→ WHAT TO DO: Every line that appears in the listing is to be set down verbatim.

***** EXERCISE INPUT

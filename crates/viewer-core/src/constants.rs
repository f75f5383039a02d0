// Shared tuning constants for the viewer front-end.

// Camera
pub const CAMERA_FOV_Y_DEGREES: f32 = 75.0;
pub const CAMERA_NEAR: f32 = 0.1;
pub const CAMERA_FAR: f32 = 100.0;
pub const CAMERA_START: [f32; 3] = [0.0, 0.0, 15.0];

// Orbit limits (radians for angles)
pub const ORBIT_MIN_DISTANCE: f32 = 15.0;
pub const ORBIT_MAX_DISTANCE: f32 = 15.0;
pub const ORBIT_MIN_AZIMUTH: f32 = -1.0;
pub const ORBIT_MAX_AZIMUTH: f32 = 1.0;
pub const ORBIT_MIN_POLAR: f32 = 1.0;
pub const ORBIT_MAX_POLAR: f32 = 1.5;
pub const ORBIT_DAMPING_FACTOR: f32 = 0.05;
pub const ORBIT_DOLLY_SCALE: f32 = 0.95; // per wheel step
pub const ORBIT_POLAR_EPSILON: f32 = 1e-6;

// Loading overlay timeline (seconds after completion)
pub const OVERLAY_START_DELAY_SEC: f64 = 0.5;
pub const OVERLAY_FADE_DELAY_SEC: f64 = 1.0;
pub const OVERLAY_FADE_DURATION_SEC: f64 = 3.0;
pub const SCENE_READY_DELAY_SEC: f64 = 2.0;

// Lighting and tone mapping
pub const LIGHT_INTENSITY: f32 = 3.0;
pub const LIGHT_POSITION: [f32; 3] = [0.25, 3.0, -2.25];
pub const ENV_MAP_INTENSITY: f32 = 2.0;
pub const TONE_MAPPING_EXPOSURE: f32 = 3.0;

// Output surface
pub const MAX_PIXEL_RATIO: f64 = 2.0;

// Model placement
pub const MODEL_SCALE: f32 = 1.0;
pub const MODEL_TRANSLATION: [f32; 3] = [0.0, -2.0, 0.0];

pub const HOTSPOT_POSITIONS: [[f32; 3]; 8] = [
    [-5.9, 1.2, 5.0],
    [-7.1, 0.25, 6.20],
    [-4.1, 0.25, 6.20],
    [-2.35, -1.0, 5.8],
    [-2.289, 1.95, 3.558],
    [-2.3, 3.0, 4.1],
    [-2.1, 2.0, 6.1],
    [-1.1, 0.45, 8.7],
];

**********

→ RESPONSE TO THE EXERCISE:
filename crates/viewer-core/src/constants.rs
repository f75f5383039a02d0
// Shared tuning constants for the viewer front-end.

// Camera
pub const CAMERA_FOV_Y_DEGREES: f32 = 75.0;
pub const CAMERA_NEAR: f32 = 0.1;
pub const CAMERA_FAR: f32 = 100.0;
pub const CAMERA_START: [f32; 3] = [0.0, 0.0, 15.0];

// Orbit limits (radians for angles)
pub const ORBIT_MIN_DISTANCE: f32 = 15.0;
pub const ORBIT_MAX_DISTANCE: f32 = 15.0;
pub const ORBIT_MIN_AZIMUTH: f32 = -1.0;
pub const ORBIT_MAX_AZIMUTH: f32 = 1.0;
pub const ORBIT_MIN_POLAR: f32 = 1.0;
pub const ORBIT_MAX_POLAR: f32 = 1.5;
pub const ORBIT_DAMPING_FACTOR: f32 = 0.05;
pub const ORBIT_DOLLY_SCALE: f32 = 0.95; // per wheel step
pub const ORBIT_POLAR_EPSILON: f32 = 1e-6;

// Loading overlay timeline (seconds after completion)
pub const OVERLAY_START_DELAY_SEC: f64 = 0.5;
pub const OVERLAY_FADE_DELAY_SEC: f64 = 1.0;
pub const OVERLAY_FADE_DURATION_SEC: f64 = 3.0;
pub const SCENE_READY_DELAY_SEC: f64 = 2.0;

// Lighting and tone mapping
pub const LIGHT_INTENSITY: f32 = 3.0;
pub const LIGHT_POSITION: [f32; 3] = [0.25, 3.0, -2.25];
pub const ENV_MAP_INTENSITY: f32 = 2.0;
pub const TONE_MAPPING_EXPOSURE: f32 = 3.0;

// Output surface
pub const MAX_PIXEL_RATIO: f64 = 2.0;

// Model placement
pub const MODEL_SCALE: f32 = 1.0;
pub const MODEL_TRANSLATION: [f32; 3] = [0.0, -2.0, 0.0];

pub const HOTSPOT_POSITIONS: [[f32; 3]; 8] = [
    [-5.9, 1.2, 5.0],
    [-7.1, 0.25, 6.20],
    [-4.1, 0.25, 6.20],
    [-2.35, -1.0, 5.8],
    [-2.289, 1.95, 3.558],
    [-2.3, 3.0, 4.1],
    [-2.1, 2.0, 6.1],
    [-1.1, 0.45, 8.7],
];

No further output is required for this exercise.